その晩番町を出たのは灯火《あかり》が点《つ》いてまだ間もない宵《よい》の口であった。それでも飯を済ましてから約一時間半ほどは、そこへ坐《すわ》り込んだまま、みんなを相手に喋舌《しゃべ》っていた。
自分はその一時間半の間に、とうとうお重から例の秘密をあばかれる羽目に陥《おちい》った。しかしそれが自分に取っては、秘密でも何でもない例の結婚問題だったので、自分はかえって安心した。
「御母さん、兄さんは妾達《あたしたち》に隠れてこの間見合をなすったんですって」
「隠れて見合なんかするものか」
自分は母がまだ何とも云わないうちにお重の言葉を遮《さえぎ》った。
「いいえたしかな筋からちゃんと聞いて来たんだから、いくら白ばっくれてももう駄目よ」
たしかな筋というような一種の言葉が、お重の口から出るのを聞いたとき、自分は思わず苦笑した。
「馬鹿だなお前は」
「馬鹿でもいいわよ」
お重は六月二日の出来事を母や嫂《あによめ》に向ってべらべら喋舌《しゃべ》り出した。それがなかなか精《くわ》しいので自分は少し驚いた。どこからその知識を得て来たのだろうという好奇心が強く自分の反問を促《うなが》した。けれどもお重はただ意地の悪い微笑を洩《も》らすのみで、けっして出所《しゅっしょ》を告げなかった。
「兄さんが妾達に黙っているのは、きっと打ち明けて云い悪《にく》い訳があるからなのよ。ね、そうでしょう、兄さん」
お重は自分の好奇心を満足させないのみか、かえって向うからこっちを嬲《なぶ》りにかかった。自分は「どうでも好いや」と云った。母から真面目《まじめ》に事の顛末《てんまつ》を聞かれた時、自分は簡単にありのままを答えた。
「ただそれだけの事なんです。しかも向《むこう》じゃ全く知らないんだからそのつもりでいて下さい。お重見たいに好い加減な事を云い触らすと、僕はどうでも構わんにしたところで、先方が迷惑するかも知れませんから」
母は先方が迷惑がるはずがないという顔つきで、むやみに細かい質問を始めた。しかし財産がどのくらいあるんだろうとか、親類に貧乏人があるだろうかとか、あるいは悪い病気の系統を引いていやしなかろうかと云うような事になると、自分にはまるで答えられなかった。のみならずしまいには聞くのさえ面倒で厭《いや》になって来た。自分はとうとう逃げ出すようにして番町を出た。

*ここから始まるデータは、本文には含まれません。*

#![cfg_attr(not(debug_assertions), windows_subsystem = "windows")] // hide console window on Windows in release

mod config;
mod data_provider;
mod location_provider;
mod nmea_location_provider;
mod orientation;
mod readout;
mod serial_data_provider;
mod ui;

use tokio::time::Duration;

fn main() {
    env_logger::init();

    let rt = tokio::runtime::Runtime::new().expect("Unable to create Runtime");
    let _enter = rt.enter();

    std::thread::spawn(move || {
        rt.block_on(async {
            loop {
                tokio::time::sleep(Duration::from_secs(3600)).await;
            }
        })
    });

    let config = config::AppConfig::load_or_default();

    let (sensors, accel_rx, mag_rx) = serial_data_provider::SerialDataProvider::new(&config);
    let (location, fix_rx) = location_provider::select_provider(&config);

    ui::init(sensors, location, accel_rx, mag_rx, fix_rx).unwrap();
}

自分がその夜母からいろいろな質問を掛けられている間、嫂《あによめ》は始終《しじゅう》同じ席にいたが、この問題に関してはほとんど一言《ひとこと》も口を開かなかった。母も彼女に向ってついぞ相談がましい言葉をかけなかった。二人のこの態度が、二人の気質をよく代表していた。しかしそれは単に気質の相違からばかり来た一種の対照とも思えなかった。嫂《あによめ》は全くの局外者らしい位地を守るためか何だか、始終《しじゅう》芳江のおもりに気を取られ勝に見えた。日が暮れさえすればすぐ寝かされる習慣の芳江は、昼寝を貪《むさぼ》り過ぎた結果として、その晩はとうとう自分が帰るまで蚊帳《かや》の中へ這入《はい》らなかった。
自分は下宿へ帰って、自分の室《へや》の暑苦しいのを意外に感じた。わざと電気灯を消して暗い所に黙って坐っていた。今朝《けさ》立った兄は今日どこで泊るだろう。Hさんは今夜彼とどんな話をするだろう。鷹揚《おうよう》なHさんの顔が自然と眼の前に浮かんだ。それと共に瘠《や》せた兄の頬に刻《きざ》まれた久しぶりの笑が見えた。